Judas’s problem was not a lack of information. More than anyone else, he heard Jesus’ words up close, witnessed His miracles, and remained within the community. Yet inside him, greed, personal expectations, and worldly calculation were growing. Pastor David Jang does not view Judas’s sin merely as a money problem. Rather, he reads the essence of betrayal as the prideful heart that judges the Lord’s way by its own standard and turns away when things do not go as expected. That interpretation pierces sharply into the faith of today as well. We too may say that we believe the gospel, while in reality trusting our own plans more than God.

 

The final grace contained in a single piece of bread

At the Passover table, dipping and handing someone a piece of bread was an act of intimacy. So Jesus’ hand was not pushing Judas away, but embracing him one last time. At this point, the resonance of the sermon becomes especially deep. God does not force people to change. Love is not coercion but invitation, and the gospel is not manipulation but a plea to be received. That is why grace shines all the more brilliantly, and rejection becomes all the more tragic.

 

What makes this passage so frightening is not that Judas was some exceptionally monstrous villain. Rather, he was inside the community, entrusted with responsibility, and outwardly did not appear very different from the other disciples. The seed of betrayal always grows with this kind of ordinary face.

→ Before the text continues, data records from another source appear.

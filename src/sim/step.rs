/// The step function: advances the world by one tick.
///
/// Processing order:
///   1. Input resolution: every queued move, oldest first, each on the grid
///      left by the previous one
///   2. Gravity sweep: bottom row to top row, left to right within a row
///
/// Input strictly precedes gravity, so a push is judged against the fall
/// state sampled on the previous tick. The bottom-up sweep means an object
/// that just dropped into row y+1 is never visited again this tick.

use crate::domain::fall::{self, FallOutcome};
use crate::domain::rules::{self, Move};
use super::event::GameEvent;
use super::queue::Direction;
use super::world::WorldState;

// ══════════════════════════════════════════════════════════════
// Main entry point
// ══════════════════════════════════════════════════════════════

pub fn step(world: &mut WorldState) -> Vec<GameEvent> {
    let mut events: Vec<GameEvent> = Vec::new();
    world.tick += 1;

    handle_input(world, &mut events);
    update_map(world, &mut events);

    debug_assert!(world.player_consistent(), "player invariant broken at tick {}", world.tick);
    events
}

// ══════════════════════════════════════════════════════════════
// Input
// ══════════════════════════════════════════════════════════════

fn handle_input(world: &mut WorldState, events: &mut Vec<GameEvent>) {
    while let Some(dir) = world.inputs.pop() {
        apply_move(world, dir, events);
    }
}

fn apply_move(world: &mut WorldState, dir: Direction, events: &mut Vec<GameEvent>) {
    let (dx, dy) = dir.delta();
    let decided = if dir.is_horizontal() {
        rules::resolve_horizontal(&world.grid, world.player, dx)
    } else {
        rules::resolve_vertical(&world.grid, world.player, dy)
    };

    match decided {
        Move::Walk { to: (x, y) } => {
            world.move_to_tile(x, y);
            events.push(GameEvent::PlayerMoved { x, y });
        }
        Move::Push { from: (fx, fy), to: (tx, ty) } => {
            let object = world.grid.get(fx, fy);
            world.grid.set(tx, ty, object);
            world.move_to_tile(fx, fy);
            events.push(GameEvent::ObjectPushed { kind: object.kind(), x: tx, y: ty });
            events.push(GameEvent::PlayerMoved { x: fx, y: fy });
        }
        Move::Unlock { lock, to: (x, y) } => {
            let count = world.grid.dissolve(lock.lock_kind());
            world.move_to_tile(x, y);
            events.push(GameEvent::LocksOpened { lock, count });
            events.push(GameEvent::PlayerMoved { x, y });
        }
        Move::Blocked => events.push(GameEvent::MoveBlocked { dir }),
    }
}

// ══════════════════════════════════════════════════════════════
// Gravity sweep
// ══════════════════════════════════════════════════════════════

fn update_map(world: &mut WorldState, events: &mut Vec<GameEvent>) {
    let (w, h) = (world.grid.width(), world.grid.height());
    for y in (0..h).rev() {
        for x in 0..w {
            update_tile(world, x, y, events);
        }
    }
}

fn update_tile(world: &mut WorldState, x: usize, y: usize, events: &mut Vec<GameEvent>) {
    match fall::update(&mut world.grid, x, y) {
        Some(FallOutcome::Started { kind }) => {
            events.push(GameEvent::FallStarted { kind, x, y });
        }
        Some(FallOutcome::Landed { kind }) => {
            events.push(GameEvent::Landed { kind, x, y });
        }
        Some(FallOutcome::Dropped) | Some(FallOutcome::Still) | None => {}
    }
}

// ══════════════════════════════════════════════════════════════
// Unit tests
// ══════════════════════════════════════════════════════════════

Small acts of disobedience accumulate, delayed repentance hardens, and eventually one day a person walks out into the night. This is also why Scripture meditation shakes us so deeply. The Word is never merely a tool for interpreting others; it is a mirror that exposes the darkness within us.

 

Between Peter’s tears and Judas’s night

They were both disciples, yet Peter wept and Judas left. Both collapsed, but their endings were different. Pastor David Jang reads the difference not as the size of their weakness, but as the difference in their direction. Peter fell, but he returned to the Lord. Judas was shaken, but in the end he turned his back on Him. So the gospel is not the story of people who never make mistakes; it is the story of where a person goes after falling. What is more dangerous than sin is hardness, and what is more fearful than failure is the habit of rejecting grace.

 

At this point, John 13 asks the church and believers today a very direct question. Even as we worship, are we still clinging in our hearts to worldly success? Even as we listen to sermons, are we trusting our own logic more than the Word? Even as we say that we long for grace, when the Lord’s way turns out to be the way of humility, obedience, and the cross, are we quietly stepping back? If so, Judas’s night is not an event from a distant past, but a warning still repeated in the present tense.

 

The deeper the night, the more urgent the gospel becomes

Even so, this passage does not end in despair. Even in the very place where He was being betrayed, Jesus did not stop loving. At the moment when human sin is revealed most darkly, God’s salvation shines most clearly. The night Judas went out became the night of the cross, and that night of the cross ultimately led to the morning of resurrection. Therefore, the gospel is not the message that there is no darkness, but the message that a love deeper than darkness has already come to find us.

 

This is also the conclusion Pastor David Jang repeatedly holds on to in this passage. To us as well, a piece of bread is handed every day. Through the Word, worship, prayer, and the exhortation of the community, the Lord is still calling us today. At such moments, the life of a believer is not proven by grand declarations. It is revealed in daily breaking one’s heart before God, daily receiving the Lord, and daily choosing the side of light through small acts of obedience.

 

Betrayal is not completed all at once, but repentance too does not end with the tears of a single day. So faith still asks today: after receiving the bread, where are you going? Are you going into the night, or are you returning to the morning of the gospel?